Теперь пусть добрый Матон расскажет, что он перестрадал и чему был свидетелем в те же часы в Лафорс. Его "Resurrection" - лучший, наименее театральный из этих памфлетов, выдерживающий сопоставление с документами.
"Около семи часов" в воскресенье вечером "стали часто вызывать заключенных, и они не возвращались больше. Каждый из нас по-своему объяснял эту странность, но мысли наши успокоились, когда мы убедили себя, что записка, представленная мною Национальному собранию, произвела впечатление.
В час ночи решетка, ведущая в наше помещение, снова растворилась. Четыре человека в мундирах, каждый с обнаженной саблей и горящим факелом, вошли к нам в коридор, предшествуемые тюремщиком, а затем в комнату, смежную с нашей, чтобы осмотреть ящик, который, как мы слышали, они взломали.
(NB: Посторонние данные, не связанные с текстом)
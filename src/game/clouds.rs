//! Parallax cloud layer behind the level.

use macroquad::prelude::*;
use macroquad::rand::gen_range;

use crate::asset::AssetLibrary;

const CLOUD_COUNT: usize = 16;

/// One cloud drifting rightward forever.
#[derive(Debug, Clone, Copy)]
pub struct Cloud {
    pub pos: Vec2,
    pub image_index: usize,
    pub speed: f32,
    /// Parallax factor, smaller is further away.
    pub depth: f32,
}

impl Cloud {
    fn render(&self, assets: &AssetLibrary, scroll: Vec2, view: Vec2) {
        let texture = assets.image("clouds", self.image_index);
        let parallax = self.pos - scroll * self.depth;
        // Wrap over the view plus one image so clouds re-enter smoothly.
        let x = parallax.x.rem_euclid(view.x + texture.width()) - texture.width();
        let y = parallax.y.rem_euclid(view.y + texture.height()) - texture.height();
        draw_texture(texture, x, y, WHITE);
    }
}

/// The whole cloud layer, depth-sorted back to front.
pub struct Clouds {
    clouds: Vec<Cloud>,
}

impl Clouds {
    pub fn new(image_count: usize) -> Self {
        let mut clouds: Vec<Cloud> = (0..CLOUD_COUNT)
            .map(|_| Cloud {
                pos: vec2(gen_range(0.0, 99999.0), gen_range(0.0, 99999.0)),
                image_index: if image_count > 0 {
                    gen_range(0, image_count)
                } else {
                    0
                },
                speed: gen_range(0.05, 0.1),
                depth: gen_range(0.2, 0.8),
            })
            .collect();
        clouds.sort_by(|a, b| a.depth.total_cmp(&b.depth));
        Self { clouds }
    }

    pub fn update(&mut self) {
        for cloud in &mut self.clouds {
            cloud.pos.x += cloud.speed;
        }
    }

    pub fn render(&self, assets: &AssetLibrary, scroll: Vec2, view: Vec2) {
        for cloud in &self.clouds {
            cloud.render(assets, scroll, view);
        }
    }
}

// ============================================================================
// Tests
// ============================================================================
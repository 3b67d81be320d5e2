//! Player state machine: running, jumping, wall slides and dashing.

use macroquad::prelude::*;
use macroquad::rand::gen_range;

use crate::asset::AnimationCatalog;
use crate::world::Tilemap;

use super::entity::{ActionState, Entity, EntityKind};
use super::events::{Events, ParticleEvent};
use super::particles::ParticleKind;

/// Ticks of airborne time after which the player counts as fallen out.
const FALL_OUT_TICKS: u32 = 120;
/// Airborne ticks before a lateral collision counts as a wall slide.
const WALL_SLIDE_DELAY: u32 = 4;
/// Dash timer magnitude at the start of a dash, sign encodes direction.
const DASH_TICKS: i32 = 60;
/// While the timer magnitude is above this the dash is at full speed and the
/// player is untouchable.
const DASH_ACTIVE: i32 = 50;
const DASH_SPEED: f32 = 8.0;
const JUMP_SPEED: f32 = 3.0;
const WALL_JUMP_X: f32 = 3.5;
const WALL_JUMP_Y: f32 = 2.5;
/// Horizontal velocity decay per tick.
const DRAG: f32 = 0.1;

pub struct Player {
    pub entity: Entity,
    /// Ticks since the player last stood on ground.
    pub air_time: u32,
    pub jumps: u8,
    pub wall_slide: bool,
    /// Dash timer, zero when not dashing. Counts toward zero each tick.
    pub dashing: i32,
}

impl Player {
    pub fn new(catalog: &AnimationCatalog, pos: Vec2) -> Self {
        Self {
            entity: Entity::new(EntityKind::Player, catalog, pos, vec2(8.0, 15.0)),
            air_time: 0,
            jumps: 1,
            wall_slide: false,
            dashing: 0,
        }
    }

    /// Projectiles cannot kill a player in the fast phase of a dash.
    pub fn is_immune(&self) -> bool {
        self.dashing.abs() >= DASH_ACTIVE
    }

    /// One simulation tick.
    pub fn update(
        &mut self,
        tilemap: &Tilemap,
        catalog: &AnimationCatalog,
        axis: f32,
        events: &mut Events,
    ) {
        self.entity.update(tilemap, vec2(axis, 0.0));

        self.air_time += 1;
        if self.air_time > FALL_OUT_TICKS {
            events.player_down.send(());
        }
        if self.entity.collisions.down {
            self.air_time = 0;
            self.jumps = 1;
        }

        self.wall_slide = false;
        if (self.entity.collisions.right || self.entity.collisions.left)
            && self.air_time > WALL_SLIDE_DELAY
        {
            self.wall_slide = true;
            self.entity.velocity.y = self.entity.velocity.y.min(0.5);
            self.entity.flip = self.entity.collisions.left;
            self.entity.set_action(catalog, ActionState::WallSlide);
        }

        if !self.wall_slide {
            if self.air_time > WALL_SLIDE_DELAY {
                self.entity.set_action(catalog, ActionState::Jump);
            } else if axis != 0.0 {
                self.entity.set_action(catalog, ActionState::Run);
            } else {
                self.entity.set_action(catalog, ActionState::Idle);
            }
        }

        // Particle ring at dash start and at the end of the fast phase.
        if self.dashing.abs() == DASH_TICKS || self.dashing.abs() == DASH_ACTIVE {
            for _ in 0..20 {
                let angle = gen_range(0.0, std::f32::consts::TAU);
                let speed = gen_range(0.5, 1.0);
                events.particles.send(ParticleEvent {
                    kind: ParticleKind::Burst,
                    pos: self.entity.center(),
                    velocity: vec2(angle.cos() * speed, angle.sin() * speed),
                    frame_offset: gen_range(0, 8),
                });
            }
        }
        if self.dashing > 0 {
            self.dashing = (self.dashing - 1).max(0);
        } else if self.dashing < 0 {
            self.dashing = (self.dashing + 1).min(0);
        }
        if self.dashing.abs() > DASH_ACTIVE {
            let sign = self.dashing.signum() as f32;
            self.entity.velocity.x = sign * DASH_SPEED;
            if self.dashing.abs() == DASH_ACTIVE + 1 {
                self.entity.velocity.x *= 0.1;
            }
            events.particles.send(ParticleEvent {
                kind: ParticleKind::Burst,
                pos: self.entity.center(),
                velocity: vec2(sign * gen_range(0.0, 3.0), 0.0),
                frame_offset: gen_range(0, 8),
            });
        }

        if self.entity.velocity.x > 0.0 {
            self.entity.velocity.x = (self.entity.velocity.x - DRAG).max(0.0);
        } else {
            self.entity.velocity.x = (self.entity.velocity.x + DRAG).min(0.0);
        }
    }

    /// Try to jump. Wall slides turn into wall jumps that kick away from the
    /// wall and flip facing without spending the air jump.
    pub fn jump(&mut self) -> bool {
        if self.wall_slide {
            if self.entity.flip && self.entity.last_movement.x < 0.0 {
                self.entity.velocity.x = WALL_JUMP_X;
                self.entity.velocity.y = -WALL_JUMP_Y;
                self.air_time = WALL_SLIDE_DELAY + 1;
                self.entity.flip = false;
                return true;
            } else if !self.entity.flip && self.entity.last_movement.x > 0.0 {
                self.entity.velocity.x = -WALL_JUMP_X;
                self.entity.velocity.y = -WALL_JUMP_Y;
                self.air_time = WALL_SLIDE_DELAY + 1;
                self.entity.flip = true;
                return true;
            }
        } else if self.jumps > 0 {
            self.entity.velocity.y = -JUMP_SPEED;
            self.jumps -= 1;
            self.air_time = WALL_SLIDE_DELAY + 1;
            return true;
        }
        false
    }

    /// Start a dash in the facing direction, if not already dashing.
    pub fn dash(&mut self) {
        if self.dashing == 0 {
            self.dashing = if self.entity.flip {
                -DASH_TICKS
            } else {
                DASH_TICKS
            };
        }
    }

    /// The player is invisible during the fast phase of a dash, only the
    /// particle trail shows.
    pub fn render(&self, assets: &crate::asset::AssetLibrary, scroll: Vec2) {
        if self.dashing.abs() <= DASH_ACTIVE {
            self.entity.render(assets, scroll);
        }
    }
}

// ============================================================================
// Tests
// ============================================================================
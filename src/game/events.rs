//! Event System
//!
//! Events allow decoupled communication between game systems. An enemy does
//! not spawn projectiles itself, it sends a `ShotEvent` that the game loop
//! turns into a projectile plus muzzle sparks. Queues are drained by the loop
//! at fixed points in the tick so spawn ordering stays deterministic.

use macroquad::math::Vec2;

use super::particles::ParticleKind;

/// A queue for events of a single type.
/// Events are collected during the tick and drained at specific points.
#[derive(Debug)]
pub struct EventQueue<T> {
    events: Vec<T>,
}

impl<T> EventQueue<T> {
    pub fn new() -> Self {
        Self { events: Vec::new() }
    }

    /// Send an event (add to queue)
    pub fn send(&mut self, event: T) {
        self.events.push(event);
    }

    /// Drain all events (returns iterator and clears queue)
    pub fn drain(&mut self) -> impl Iterator<Item = T> + '_ {
        self.events.drain(..)
    }

    /// Check if there are any events
    pub fn is_empty(&self) -> bool {
        self.events.is_empty()
    }

    /// Clear all events without processing
    pub fn clear(&mut self) {
        self.events.clear();
    }

    /// Number of events in queue
    pub fn len(&self) -> usize {
        self.events.len()
    }
}

impl<T> Default for EventQueue<T> {
    fn default() -> Self {
        Self::new()
    }
}

/// Container for all game events.
#[derive(Debug, Default)]
pub struct Events {
    /// An enemy fired its gun
    pub shots: EventQueue<ShotEvent>,

    /// A spark should be spawned
    pub sparks: EventQueue<SparkEvent>,

    /// A particle should be spawned
    pub particles: EventQueue<ParticleEvent>,

    /// Screenshake requests, in pixels of amplitude
    pub shake: EventQueue<f32>,

    /// The player was killed this tick
    pub player_down: EventQueue<()>,
}

impl Events {
    pub fn new() -> Self {
        Self::default()
    }

    /// Clear all event queues. Call at end of tick.
    pub fn clear_all(&mut self) {
        self.shots.clear();
        self.sparks.clear();
        self.particles.clear();
        self.shake.clear();
        self.player_down.clear();
    }
}

// =============================================================================
// Event Types
// =============================================================================

/// An enemy fired its gun
#[derive(Debug, Clone, Copy)]
pub struct ShotEvent {
    /// Muzzle position
    pub pos: Vec2,
    /// Horizontal velocity of the projectile, sign encodes direction
    pub direction: f32,
}

/// A spark should be spawned
#[derive(Debug, Clone, Copy)]
pub struct SparkEvent {
    pub pos: Vec2,
    /// Travel angle in radians
    pub angle: f32,
    pub speed: f32,
}

/// A particle should be spawned
#[derive(Debug, Clone, Copy)]
pub struct ParticleEvent {
    pub kind: ParticleKind,
    pub pos: Vec2,
    pub velocity: Vec2,
    /// Starting tick offset into the particle's animation
    pub frame_offset: u32,
}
Покончив с этим, они вышли в коридор и спросили человека по имени Кюисса, где находится Ламот (муж покойной Ламот, причастной к истории с ожерельем). Они сказали, что несколько месяцев назад Ламот выманил у одного из них 300 ливров под предлогом какого-то известного ему клада, для чего пригласил его на обед. Несчастный Кюисса, находившийся теперь в их руках и действительно погибший в эту ночь, ответил, дрожа, что он хорошо помнит этот факт, но не может сказать, что сталось с Ламетом. Решив найти его и устроить очную ставку с Кюисса, они обшарили с этим последним еще несколько комнат, но бесполезно, потому что мы слышали, как они сказали: "Пойдем поищем его между трупами, потому что, nom de Dieu! мы должны разыскать его".
В это самое время я услышал: "Луи Барди" - называли имя аббата Барди; его вытащили и тут же убили, как я узнал потом. Пять или шесть лет тому назад он был обвинен в том, что вместе со своей наложницей убил и изрезал на куски собственного родного брата, аудитора счетной палаты в Монпелье, но благодаря своей изворотливости, хитрости, даже красноречию Барди удалось провести судей и избежать наказания.
Можно себе представить, какой ужас охватил меня при словах: "Пойдем поищем между трупами". Я понял, что мне не остается ничего более, как приготовиться к смерти. Я написал завещание, закончив его просьбой и заклинанием передать бумагу по назначению. Не успел я положить перо, как вошли еще два человека в мундирах, один из них, у которого рука и весь рукав по плечо были в крови, сказал, что он устал, как каменщик, который разбивает булыжник".
Позвали Бодена де ла Шен: шестьдесят лет безупречной жизни не могли спасти его. Они сказали: "В Аббатство"; он прошел через роковые наружные ворота, испустил крик ужаса при виде нагроможденных тел, закрыл глаза руками и умер от бесчисленных ран. Всякий раз, как открывалась решетка, мне казалось, что я слышу мое собственное имя и вижу входящего Россиньоля.
Я сбросил халат и колпак, надел грубую, немытую рубашку, поношенный камзол без жилета и старую круглую шляпу, я послал за этими вещами несколько дней назад, опасаясь того, что могло случиться.
Комнаты в этом коридоре были пусты все, кроме нашей. Нас было четверо; казалось, о нас забыли, и мы сообща молились Предвечному, чтобы Он избавил нас от этой опасности.
Тюремщик Батист пришел сам по себе взглянуть на нас. Я взял его за руки, заклинал спасти нас, обещал 100 луидоров, если он отведет меня домой. Шум около решетчатых ворот заставил его поспешно удалиться.
Это был шум, производимый двенадцатью или пятнадцатью человеками, вооруженными до зубов, как мы видели из наших окон, лежа на полу, чтобы не быть замеченными. "Наверх! - кричали они. - Чтобы ни одного не осталось!" Я вынул перочинный ножик и соображал, в каком месте мне сделать порез но сообразил, что "лезвия слишком коротки", а также вспомнил "о религии".
Наконец, в восьмом часу утра к нам вошли четверо людей с дубинами и саблями! Одному из них товарищ мой Жерар стал что-то усердно шептать. Во время их переговоров я искал всюду башмаки, чтобы снять адвокатские туфли (pantoufles de Palais), бывшие на мне, но не нашел их. Констана, прозванного le sauvage, Жерара и еще третьего, имя которого я забыл, они сейчас же выпустили; что касается меня, то на моей груди скрестили четыре сабли и повели меня вниз. Меня представили в их суд, к персоне в шарфе, который играл роль судьи. Это был хромой человек, высокий и худощавый. Он узнал меня на улице и заговорил со мною семь месяцев спустя. Меня уверяли, что он сын бывшего адвоката по имени Шепи. Миновав двор, называемый Des Nourrices, я увидел ораторствующего Манюэля в трехцветном шарфе".